Analysis: Bank of Canada loosens grip on what its deputies can say

Tue Oct 8, 2013 6:05pm EDT
Email This Article |
Share This Article
  • Facebook
  • LinkedIn
  • Twitter
| Print This Article | Single Page
[-] Text [+]

By Louise Egan

OTTAWA (Reuters) - A candid and forward-looking speech from the No. 2 at Canada's central bank could signal a period of greater transparency under new Governor Stephen Poloz, and a move away from a tightly scripted communications policy that contrasted with that of the U.S. Federal Reserve.

The Bank of Canada has traditionally insisted that all members of its governing council deliver the same message to avoid wrong-footing financial markets, while Fed officials have often issued conflicting views on monetary policy, confusing markets in the process.
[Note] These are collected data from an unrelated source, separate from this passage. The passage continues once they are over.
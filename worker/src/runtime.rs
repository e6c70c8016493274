use std::collections::BTreeMap;
use std::time::Duration;

use async_trait::async_trait;
use chrono::{DateTime, Utc};
use db::dtos::UnitState;
use serde::{Deserialize, Serialize};
use uuid::Uuid;

use crate::RuntimeError;

/// Label marking units owned by this deployment. Its value is the deployment label.
pub const LABEL_MANAGED_BY: &str = "simulation.managed-by";
pub const LABEL_JOB: &str = "simulation.job";
pub const LABEL_UNIT: &str = "simulation.unit";
pub const LABEL_STAGE: &str = "simulation.stage";

/// What to run for one execution unit.
#[derive(Debug, Clone, PartialEq, Eq, Serialize, Deserialize)]
pub struct UnitSpec {
    pub name: String,
    /// Container image or workflow definition reference.
    pub image: String,
    pub command: Vec<String>,
    pub env: BTreeMap<String, String>,
    /// `host:container[:mode]` bindings.
    pub binds: Vec<String>,
    pub labels: BTreeMap<String, String>,
}

impl UnitSpec {
    pub fn unit_id(&self) -> Option<Uuid> {
        self.labels.get(LABEL_UNIT)?.parse().ok()
    }
}

/// One unit as reported by the runtime's listing.
#[derive(Debug, Clone, PartialEq, Eq, Serialize, Deserialize)]
pub struct SnapshotEntry {
    pub external_id: String,
    pub observed_state: UnitState,
    pub exit_code: Option<i64>,
    pub started_at: Option<DateTime<Utc>>,
    pub stopped_at: Option<DateTime<Utc>>,
    pub log_tail: Option<String>,
    pub labels: BTreeMap<String, String>,
}

impl SnapshotEntry {
    pub fn new(external_id: impl Into<String>, observed_state: UnitState) -> Self {
        Self {
            external_id: external_id.into(),
            observed_state,
            exit_code: None,
            started_at: None,
            stopped_at: None,
            log_tail: None,
            labels: BTreeMap::new(),
        }
    }

    pub fn with_exit_code(mut self, exit_code: i64) -> Self {
        self.exit_code = Some(exit_code);
        self
    }

    pub fn with_label(mut self, key: &str, value: impl Into<String>) -> Self {
        self.labels.insert(key.to_string(), value.into());
        self
    }

    /// Local unit this entry was created for, according to its labels.
    pub fn claimed_unit(&self) -> Option<Uuid> {
        self.labels.get(LABEL_UNIT)?.parse().ok()
    }
}

/// Contract every compute backend (Docker, workflow engine) implements.
///
/// Mutating calls are idempotent: stopping a stopped unit or removing a
/// removed one succeeds.
#[async_trait]
pub trait RuntimeClient: Send + Sync {
    async fn list_units(&self) -> Result<Vec<SnapshotEntry>, RuntimeError>;

    async fn create_unit(&self, spec: &UnitSpec) -> Result<String, RuntimeError>;

    async fn start_unit(&self, external_id: &str) -> Result<(), RuntimeError>;

    async fn stop_unit(&self, external_id: &str, timeout: Duration) -> Result<(), RuntimeError>;

    async fn remove_unit(&self, external_id: &str, force: bool) -> Result<(), RuntimeError>;

    async fn fetch_log(&self, external_id: &str, tail_lines: usize) -> Result<String, RuntimeError>;
}
mod common;

use std::time::Duration;

use chrono::Utc;
use common::{job_in, settle, unit_of, Harness};
use db::dtos::{
    ExecutionKind, ExecutionUnit, Job, JobEvent, JobSignal, Phase, Remediation, Stage, Step,
    UnitBackend, UnitState,
};
use db::entities::JobRow;
use db::{DecodeError, JobStore};
use scheduler::{ReconcileError, StageTemplate, StageTemplates};
use worker::runtime::{LABEL_MANAGED_BY, LABEL_UNIT};
use worker::testing::RuntimeCall;
use worker::SnapshotEntry;

#[tokio::test]
async fn allocating_unit_seen_running_moves_job_to_running() {
    let mut harness = Harness::new();
    let job = harness
        .insert_job(job_in(
            Phase::Stage(Stage::Simulate, Step::Allocating),
            ExecutionKind::Main,
            Utc::now(),
        ))
        .await;
    let unit = unit_of(&job, Stage::Simulate, "ctr-sim");
    harness.insert_unit(&unit).await;
    harness
        .containers
        .insert(SnapshotEntry::new("ctr-sim", UnitState::Running));

    let report = harness.cycle().await;

    let units = harness.units(&job).await;
    assert_eq!(units[0].observed_state, UnitState::Running);
    assert_eq!(
        harness.job(&job).await.phase,
        Phase::Stage(Stage::Simulate, Step::Running)
    );
    assert_eq!(report.jobs_advanced, 1);
    assert_eq!(harness.containers.creations(), 0);
}

#[tokio::test]
async fn vanished_unit_is_marked_gone_without_a_remove() {
    let mut harness = Harness::new();
    let job = harness
        .insert_job(job_in(
            Phase::Stage(Stage::Simulate, Step::Running),
            ExecutionKind::Main,
            Utc::now(),
        ))
        .await;
    let mut unit = unit_of(&job, Stage::Simulate, "abc123");
    unit.desired_state = UnitState::Running;
    unit.observed_state = UnitState::Running;
    harness.insert_unit(&unit).await;

    harness.cycle_and_settle().await;

    let units = harness.units(&job).await;
    assert_eq!(units[0].observed_state, UnitState::NonExistent);
    assert!(units[0].stopped_at.is_some());
    assert!(harness.containers.removals().is_empty());

    let job = harness.job(&job).await;
    assert_eq!(job.phase, Phase::Failed);
    assert!(job.failure.unwrap().contains("vanished"));
}

#[tokio::test]
async fn orphan_is_removed_exactly_once_and_never_adopted() {
    let mut harness = Harness::new();
    harness.containers.insert(
        SnapshotEntry::new("zzz999", UnitState::Running)
            .with_label(LABEL_MANAGED_BY, "simulation-manager"),
    );

    let report = harness.cycle().await;
    assert_eq!(report.orphans_removed, ["zzz999"]);
    // Second cycle before the removal could have been observed.
    harness.cycle().await;
    settle().await;
    harness.cycle_and_settle().await;
    harness.cycle().await;

    assert_eq!(harness.containers.removals(), [("zzz999".to_string(), true)]);
    assert_eq!(harness.store.unit_count().await, 0);
    assert!(harness.events.events().iter().any(|event| matches!(
        event,
        JobEvent::OrphanRemoved { external_id, .. } if external_id == "zzz999"
    )));
}

#[tokio::test]
async fn snapshot_timeout_leaves_every_record_untouched() {
    let mut harness = Harness::builder()
        .snapshot_timeout(Duration::from_millis(50))
        .build();
    let queued = harness
        .insert_job(job_in(Phase::Queued, ExecutionKind::Main, Utc::now()))
        .await;
    let running = harness
        .insert_job(job_in(
            Phase::Stage(Stage::Simulate, Step::Running),
            ExecutionKind::Main,
            Utc::now(),
        ))
        .await;
    let mut unit = unit_of(&running, Stage::Simulate, "ctr-1");
    unit.desired_state = UnitState::Running;
    unit.observed_state = UnitState::Running;
    harness.insert_unit(&unit).await;
    harness.containers.set_list_delay(Some(Duration::from_millis(300)));

    let before = (
        harness.store.job_row(queued.id).await,
        harness.store.job_row(running.id).await,
        harness.units(&running).await,
    );

    let result = harness.try_cycle().await;

    assert!(matches!(result, Err(ReconcileError::SnapshotTimeout { .. })));
    settle().await;
    let after = (
        harness.store.job_row(queued.id).await,
        harness.store.job_row(running.id).await,
        harness.units(&running).await,
    );
    assert_eq!(before, after);
    assert_eq!(harness.containers.calls(), [RuntimeCall::List]);
}

#[tokio::test]
async fn unreachable_runtime_aborts_the_cycle() {
    let mut harness = Harness::new();
    let job = harness
        .insert_job(Job::new("wing", ExecutionKind::Main, Utc::now()))
        .await;
    harness.containers.set_unavailable(true);

    let result = harness.try_cycle().await;

    assert!(matches!(result, Err(ReconcileError::RuntimeUnavailable { .. })));
    assert_eq!(harness.job(&job).await.phase, Phase::New);
}

#[tokio::test]
async fn clean_exit_finishes_the_stage_within_one_cycle() {
    let mut harness = Harness::new();
    let job = harness
        .insert_job(
            job_in(
                Phase::Stage(Stage::Simulate, Step::Running),
                ExecutionKind::Main,
                Utc::now(),
            )
            .with_idle_after(Stage::Simulate),
        )
        .await;
    let mut unit = unit_of(&job, Stage::Simulate, "ctr-1");
    unit.desired_state = UnitState::Running;
    unit.observed_state = UnitState::Running;
    harness.insert_unit(&unit).await;
    harness
        .containers
        .insert(SnapshotEntry::new("ctr-1", UnitState::Exited).with_exit_code(0));
    harness.containers.set_log("ctr-1", "solving 50%\nsolving 100%\n");

    let report = harness.cycle().await;

    assert!(report.transitions.iter().any(|transition| {
        transition.from == Phase::Stage(Stage::Simulate, Step::Running)
            && transition.to == Phase::Stage(Stage::Simulate, Step::Finished)
    }));
    let job = harness.job(&job).await;
    assert_eq!(job.phase, Phase::Idle);
    assert_eq!(job.progress, 33);
    let units = harness.units(&job).await;
    assert_eq!(units[0].desired_state, UnitState::Exited);
    assert!(units[0].log.contains("solving 100%"));
}

#[tokio::test]
async fn only_the_first_queued_job_gets_the_slot() {
    let mut harness = Harness::builder().capacity(1).build();
    let t1 = Utc::now() - chrono::Duration::minutes(5);
    let t2 = Utc::now();
    let second = harness
        .insert_job(job_in(Phase::Queued, ExecutionKind::Main, t2))
        .await;
    let first = harness
        .insert_job(job_in(Phase::Queued, ExecutionKind::Main, t1))
        .await;

    harness.cycle_and_settle().await;

    assert_eq!(
        harness.job(&first).await.phase,
        Phase::Stage(Stage::Preprocess, Step::Allocating)
    );
    assert_eq!(harness.job(&second).await.phase, Phase::Queued);
    assert_eq!(harness.containers.creations(), 1);
}
use std::process;
use std::sync::Arc;

use clap::{Parser, Subcommand};
use db::dtos::{ExecutionKind, Job, JobSignal, Phase, Stage, UnitBackend};
use db::{JobStore, PgJobStore, MIGRATOR};
use scheduler::{
    driver, run_once, Config, CycleLease, EventSink, InProcessLease, LogEventSink, NatsEventSink,
    ReconcileSettings, Reconciler, RedisLease,
};
use sqlx::postgres::PgPoolOptions;
use tokio::signal::ctrl_c;
use tracing::{info, warn};
use tracing_subscriber::{filter::EnvFilter, fmt, prelude::*};
use uuid::Uuid;
use worker::{DockerRuntime, WorkerPool, WorkerRuntime};

#[derive(Parser)]
#[command(name = "scheduler")]
#[command(about = "Reconciles simulation jobs against the container runtime", long_about = None)]
struct Cli {
    #[command(subcommand)]
    command: Option<Command>,
}

#[derive(Subcommand)]
enum Command {
    /// Reconcile periodically until interrupted (default)
    Run,

    /// Run a single reconciliation cycle
    Once,

    /// Submit a new job
    Submit {
        #[arg(long)]
        name: String,

        #[arg(long, default_value = "main")]
        kind: ExecutionKind,

        /// Pause in Idle once this stage has finished
        #[arg(long)]
        idle_after: Option<Stage>,
    },

    /// Record a pending signal (abort, resume, stop) for a job
    Signal { job_id: Uuid, signal: JobSignal },

    /// Overwrite the stored phase of a job, e.g. `RunningSimulation`
    SetPhase { job_id: Uuid, phase: Phase },

    /// Apply database migrations
    Migrate,
}

fn init_tracing(config: &Config) -> anyhow::Result<()> {
    let filter_layer = EnvFilter::from_default_env();
    let fmt_layer = fmt::layer().with_target(false).with_line_number(true);

    let loki_layer = match &config.loki_url {
        Some(url) => {
            let (loki_layer, loki_task) = tracing_loki::builder()
                .label("service", "scheduler")?
                .extra_field("pid", format!("{}", process::id()))?
                .build_url(url.parse()?)?;
            tokio::spawn(loki_task);
            Some(loki_layer)
        }
        None => None,
    };

    tracing_subscriber::registry()
        .with(filter_layer)
        .with(fmt_layer)
        .with(loki_layer)
        .init();

    Ok(())
}

#[tokio::main]
async fn main() -> anyhow::Result<()> {
    let cli = Cli::parse();
    let config = Config::from_env()?;
    init_tracing(&config)?;

    let pool = PgPoolOptions::new()
        .max_connections(config.max_connections)
        .connect(&config.database_url)
        .await?;
    let store = Arc::new(PgJobStore::new(pool.clone()));

    match cli.command.unwrap_or(Command::Run) {
        Command::Migrate => {
            MIGRATOR.run(&pool).await?;
            info!("Migrations applied");
        }
        Command::Submit {
            name,
            kind,
            idle_after,
        } => {
            let mut job = Job::new(name, kind, chrono::Utc::now());
            job.idle_after = idle_after;
            let job = store.insert_job(&job).await?;
            info!(job_id = %job.id, key = job.key, "Submitted job");
            println!("{}", job.id);
        }
        Command::Signal { job_id, signal } => {
            if !store.set_signal(job_id, Some(signal)).await? {
                anyhow::bail!("job {job_id} not found");
            }
            info!(%job_id, "Recorded {signal} signal");
        }
        Command::SetPhase { job_id, phase } => {
            if !store.set_phase(job_id, phase).await? {
                anyhow::bail!("job {job_id} not found");
            }
            warn!(%job_id, "Phase overwritten with {phase}");
        }
        Command::Once => reconcile(&config, store, true).await?,
        Command::Run => reconcile(&config, store, false).await?,
    }

    Ok(())
}

async fn reconcile(config: &Config, store: Arc<dyn JobStore>, once: bool) -> anyhow::Result<()> {
    let templates = config.load_templates()?;
    if templates.is_empty() {
        warn!("STAGE_TEMPLATES is not set, jobs will fail when they allocate a unit");
    }

    let docker = Arc::new(DockerRuntime::connect(config.runtime_label.clone())?);

    let events: Arc<dyn EventSink> = match &config.nats_url {
        Some(url) => Arc::new(NatsEventSink::new(async_nats::connect(url.as_str()).await?)),
        None => Arc::new(LogEventSink),
    };
    let lease: Box<dyn CycleLease> = match &config.redis_url {
        Some(url) => Box::new(RedisLease::connect(url).await?),
        None => Box::new(InProcessLease::new()),
    };

    // Runtime calls run on their own threads.
    let worker_runtime = WorkerRuntime::new(config.worker_threads)?;
    let workers = Arc::new(
        WorkerPool::new(worker_runtime.handle(), config.worker_concurrency)
            .with_client(UnitBackend::Container, docker.clone()),
    );

    let mut reconciler = Reconciler::new(
        store,
        docker,
        workers.clone(),
        events,
        templates,
        ReconcileSettings::from(config),
    );

    let result = if once {
        match run_once(&mut reconciler, lease.as_ref(), config.lease_ttl).await {
            Ok(Some(report)) => {
                info!(
                    transitions = report.transitions.len(),
                    orphans = report.orphans_removed.len(),
                    corrupted = report.corrupted.len(),
                    "Cycle done"
                );
                Ok(())
            }
            Ok(None) => {
                warn!("Another instance holds the reconciliation lease");
                Ok(())
            }
            Err(error) => Err(error.into()),
        }
    } else {
        let shutdown = async {
            if let Err(error) = ctrl_c().await {
                warn!("Failed to listen for ctrl-c: {error}");
                std::future::pending::<()>().await;
            }
        };
        driver::run(
            reconciler,
            lease.as_ref(),
            config.reconcile_interval,
            config.lease_ttl,
            shutdown,
        )
        .await;
        Ok(())
    };

    workers.close();
    drop(worker_runtime);

    result
}
use async_trait::async_trait;
use db::dtos::JobEvent;
use tracing::{debug, error, info};

/// Subject job events are published on.
pub static JOB_EVENTS_SUBJECT: &str = "job.events";

/// Destination for job events. Publishing is best-effort and never fails a cycle.
#[async_trait]
pub trait EventSink: Send + Sync {
    async fn publish(&self, event: &JobEvent);
}

/// Publishes events as JSON on NATS.
pub struct NatsEventSink {
    client: async_nats::Client,
    subject: String,
}

impl NatsEventSink {
    pub fn new(client: async_nats::Client) -> Self {
        Self {
            client,
            subject: JOB_EVENTS_SUBJECT.to_string(),
        }
    }
}

#[async_trait]
impl EventSink for NatsEventSink {
    async fn publish(&self, event: &JobEvent) {
        let payload = match serde_json::to_vec(event) {
            Ok(payload) => payload,
            Err(error) => {
                error!("Failed to serialize job event: {error:?}");
                return;
            }
        };

        if let Err(error) = self.client.publish(self.subject.clone(), payload.into()).await {
            error!("Failed to publish job event: {error:?}");
        } else {
            debug!(subject = %self.subject, "Published job event");
        }
    }
}

/// Writes events to the log when no broker is configured.
pub struct LogEventSink;

#[async_trait]
impl EventSink for LogEventSink {
    async fn publish(&self, event: &JobEvent) {
        match serde_json::to_string(event) {
            Ok(json) => info!(event = %json, "Job event"),
            Err(error) => error!("Failed to serialize job event: {error:?}"),
        }
    }
}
But Tuesday's speech by Bank of Canada Senior Deputy Governor Tiff Macklem broke with the Canadian practice of leaving it to the governor to break news.

Macklem provided updated forecasts for Canadian economic growth and the composition of that growth, in a first, especially for a deputy, outside the bank's designated policy announcement dates.
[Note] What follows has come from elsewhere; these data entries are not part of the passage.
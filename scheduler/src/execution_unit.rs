//! Lifecycle operations on a single execution unit.

use chrono::{DateTime, Utc};
use db::dtos::{ExecutionUnit, Job, Stage, TaskRef, UnitState};
use tracing::warn;
use worker::{RuntimeCommand, SnapshotEntry, TaskOutcome, TaskResult};

use crate::templates::StageTemplates;

/// Naming and placement inputs for new units.
#[derive(Debug, Clone)]
pub struct UnitPlacement<'a> {
    pub templates: &'a StageTemplates,
    pub runtime_label: &'a str,
    pub data_root: Option<&'a str>,
}

/// What applying a snapshot entry did to a unit.
#[derive(Debug, Clone, Copy, PartialEq, Eq)]
pub enum SnapshotApplied {
    Observed,
    /// The unit was already known to be gone.
    Unchanged,
    /// The runtime stopped reporting a unit we still wanted alive.
    Vanished,
    /// The runtime stopped reporting a unit we no longer needed.
    Gone,
}

/// Allocates the local record for `stage` and the command creating it.
///
/// Returns `None` when no template exists for the stage.
pub fn allocate(
    job: &Job,
    stage: Stage,
    placement: &UnitPlacement<'_>,
    now: DateTime<Utc>,
) -> Option<(ExecutionUnit, RuntimeCommand)> {
    let template = placement.templates.get(stage)?;
    let mut unit = ExecutionUnit::new(job.id, stage, template.backend, now);
    let command = create_command(job, &mut unit, placement)?;

    Some((unit, command))
}

/// Re-requests creation for a unit whose earlier create never round-tripped.
pub fn create_command(
    job: &Job,
    unit: &mut ExecutionUnit,
    placement: &UnitPlacement<'_>,
) -> Option<RuntimeCommand> {
    let template = placement.templates.get(unit.stage)?;
    let spec = template.unit_spec(job, unit, placement.runtime_label, placement.data_root);

    unit.desired_state = UnitState::Created;
    unit.task_handle = Some(TaskRef::Requested);

    Some(RuntimeCommand::Create {
        unit_id: unit.id,
        backend: unit.backend,
        spec,
    })
}

/// Marks `unit` as being removed and returns the forced remove for it.
pub fn remove_command(unit: &mut ExecutionUnit) -> RuntimeCommand {
    unit.task_handle = Some(TaskRef::Requested);
    RuntimeCommand::Remove {
        unit_id: Some(unit.id),
        backend: unit.backend,
        external_id: unit.external_id.clone(),
        force: true,
    }
}

/// Folds the runtime's report for the unit's external id into the record.
/// `None` means the id was absent from the snapshot.
pub fn apply_snapshot(
    unit: &mut ExecutionUnit,
    entry: Option<&SnapshotEntry>,
    now: DateTime<Utc>,
) -> SnapshotApplied {
    let Some(entry) = entry else {
        if !unit.observed_state.exists() {
            return SnapshotApplied::Unchanged;
        }

        unit.observed_state = UnitState::NonExistent;
        unit.stopped_at.get_or_insert(now);

        return if matches!(
            unit.desired_state,
            UnitState::NonExistent | UnitState::Exited
        ) {
            SnapshotApplied::Gone
        } else {
            SnapshotApplied::Vanished
        };
    };

    unit.observed_state = entry.observed_state;
    if entry.exit_code.is_some() {
        unit.exit_code = entry.exit_code;
    }
    if entry.started_at.is_some() {
        unit.started_at = entry.started_at;
    }
    if entry.observed_state.is_terminal() {
        unit.stopped_at = entry.stopped_at.or(unit.stopped_at).or(Some(now));
    }
    if let Some(tail) = entry.log_tail.as_deref().filter(|tail| !tail.is_empty()) {
        unit.set_log(tail);
        if let Some(progress) = parse_progress(tail) {
            unit.progress = progress;
        }
    }

    SnapshotApplied::Observed
}

/// Merges a finished task result into the unit and clears its handle.
/// Applying the same result twice leaves the record as after the first time.
pub fn fold_task_result(unit: &mut ExecutionUnit, result: &TaskResult) -> bool {
    unit.task_handle = None;

    match result {
        Ok(TaskOutcome::Created { external_id }) => {
            let assigned = !unit.has_external_id();
            if assigned {
                unit.external_id = external_id.clone();
            } else if unit.external_id != *external_id {
                warn!(
                    unit_id = %unit.id,
                    external_id = %unit.external_id,
                    "Ignoring second external id {external_id} for unit"
                );
            }
            if unit.observed_state == UnitState::NonExistent {
                unit.observed_state = UnitState::Created;
            }
            assigned
        }
        Ok(TaskOutcome::Started | TaskOutcome::Stopped | TaskOutcome::Removed) => false,
        Err(error) => {
            let message = error.to_string();
            unit.observed_state = UnitState::Failed;
            unit.append_log_line(&format!("task failed: {message}"));
            unit.fault = Some(message);
            false
        }
    }
}

/// Last `NN%` figure in `log`, clamped to 100.
pub fn parse_progress(log: &str) -> Option<u8> {
    log.lines().rev().find_map(|line| {
        line.split_whitespace().rev().find_map(|token| {
            let digits = token
                .trim_end_matches(|c: char| !c.is_ascii_digit() && c != '%')
                .strip_suffix('%')?;
            let number = &digits[digits.trim_end_matches(|c: char| c.is_ascii_digit()).len()..];
            let value: u32 = number.parse().ok()?;
            Some(value.min(100) as u8)
        })
    })
}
In another first, some economists saw him as slightly less bullish than Poloz, who gave a surprisingly upbeat speech last month on how the economy was at a "tipping point" between improving confidence and expanding capacity.
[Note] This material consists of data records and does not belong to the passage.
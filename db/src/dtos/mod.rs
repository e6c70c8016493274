mod execution_kind;
mod execution_unit;
mod job;
mod job_event;
mod phase;
mod stage;
mod unit_state;

pub use execution_kind::*;
pub use execution_unit::*;
pub use job::*;
pub use job_event::*;
pub use phase::*;
pub use stage::*;
pub use unit_state::*;
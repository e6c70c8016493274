use std::time::Duration;

use thiserror::Error;

#[derive(Error, Debug, Clone, PartialEq, Eq)]
pub enum RuntimeError {
    #[error("runtime unavailable: {0}")]
    Unavailable(String),

    #[error("runtime rejected the request: {0}")]
    Rejected(String),

    #[error("unit {0} not found")]
    NotFound(String),

    #[error("runtime call timed out after {0:?}")]
    Timeout(Duration),

    #[error("runtime task panicked: {0}")]
    TaskPanicked(String),
}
Thirdly, the central bank gave greater weight to Macklem's views by conducting a media lockup before his speech, giving financial reporters a 90-minute headstart to digest the comments and prepare their reports. Until now, lockups have been reserved for the governor's speeches.

"I do indeed believe that it highlights an important shift in the bank's communications strategy," said Doug Porter, chief economist at Bank of Montreal.

Nobody sees the changes as the first step toward a Fed-like communications model, but it will force markets to take the bank's deputies more seriously.   Continued...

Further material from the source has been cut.